王 勇，童华诚，王 蓓，于 慧，吴萍萍

（东南大学医学院附属南京同仁医院医学检验科，江苏 南京 211102）

自身免疫性疾病是指机体对自身抗体发生免疫反应，引起自身组织损害的一类疾病，包括混合性结缔组织病（MCTD）、多发性肌炎/ 皮肌炎（PM/DM）、系统性红斑狼疮（SLE）、干燥综合征（SS）、类风湿关节炎（RA）等[1]。此病患者的机体可产生病理性自身免疫反应，破坏和损伤自身的组织和细胞成分，引起组织损害和多器官功能障碍。此病通常累及血液、关节、肌肉、骨骼及关节周围的软组织等全身各个系统。临床研究表明，抗干燥综合征抗原B 抗体、抗双链DNA 抗体、抗核糖体P 蛋白抗体等常见的抗体在鉴别诊断各类自身免疫性疾病中有较高的敏感性和特异性，是诊断自身免疫性疾病的关键指标[2]。

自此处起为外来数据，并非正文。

//! Operator endpoints. Everything here requires an admin API key.

mod audit_logs;
mod catalog;
mod ledger;
mod payment_events;
mod payouts;
mod users;

pub use audit_logs::*;
pub use catalog::*;
pub use ledger::*;
pub use payment_events::*;
pub use payouts::*;
pub use users::*;

use axum::{
    Router, middleware,
    routing::{delete, get, patch, post, put},
};

use crate::db::AppState;
use crate::middleware::require_admin;

pub fn router(state: AppState) -> Router<AppState> {
    Router::new()
        // Principals
        .route("/admin/users", post(create_user).get(list_users))
        .route("/admin/users/{user_id}", get(get_user))
        // Catalog
        .route("/admin/catalog", post(create_catalog_item))
        .route("/admin/catalog/{item_id}", put(update_catalog_item))
        .route("/admin/catalog/{item_id}/inclusions", post(add_inclusion))
        .route(
            "/admin/catalog/{item_id}/inclusions/{child_id}",
            delete(remove_inclusion),
        )
        // Ledger
        .route("/admin/share-ratios", get(list_share_ratios))
        .route(
            "/admin/share-ratios/{creator_id}",
            put(set_share_ratio).delete(clear_share_ratio),
        )
        .route("/admin/transactions", get(list_transactions))
        .route("/admin/transactions/{transaction_id}", get(get_transaction))
        .route(
            "/admin/transactions/{transaction_id}/reverse",
            post(reverse_transaction),
        )
        .route("/admin/reconcile", post(run_reconciliation))
        // Payment events
        .route("/admin/payment-events", get(list_payment_events))
        .route("/admin/payment-events/{event_id}", get(get_payment_event))
        .route(
            "/admin/payment-events/{event_id}/redrive",
            post(redrive_payment_event),
        )
        // Payouts
        .route("/admin/payouts", get(list_all_payouts))
        .route("/payouts/{payout_id}", patch(resolve_payout))
        // Audit
        .route("/admin/audit-logs", get(query_audit_logs))
        .layer(middleware::from_fn_with_state(state, require_admin))
}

抗可溶性抗原（ENA）抗体是针对核内可提取性核抗原的一种自身抗体，主要包括抗核糖核蛋白抗体（RNP）和抗酸性核蛋白（Sm）抗体等。采用间接免疫荧光法、胶体金法、免疫斑点法、免疫印迹法（IBT）等检测ENA 抗体，有助于临床上诊断及鉴别诊断自身免疫性疾病[3]。本文主要是探讨采用IBT 检测ENA 抗体在诊断自身免疫性疾病中的应用价值。

1 资料与方法

1.1 一般资料

选择2020 年1 月至2021 年1 月我院收治的自身免疫性疾病患者72 例作为研究对象。其纳入标准是：病情符合自身免疫性疾病的诊断标准[4-5]；病历资料完整、真实；对诊治的依从性良好；沟通能力正常；知晓研究内容，并签署了知情同意书。其排除标准是：免疫功能严重低下；处于妊娠期或哺乳期；合并有精神疾病；生命体征不稳定；临床资料不全；机体状况较差，对检查及相关治疗的依从性或耐受性不佳。随机将其分为观察组和对照组，每组各有患者36 例。在观察组患者中，有男18 例，女18 例；其年龄为28 ～60 岁，平均年龄为（48.5±6.1）岁。在对照组患者中，有男20 例，女16 例；其年龄为29 ～60 岁，平均年龄为（48.9±6.2）岁。两组患者的一般资料相比，差异无统计学意义（P＞0.05）。本研究已通过我院医学伦理委员会的批准。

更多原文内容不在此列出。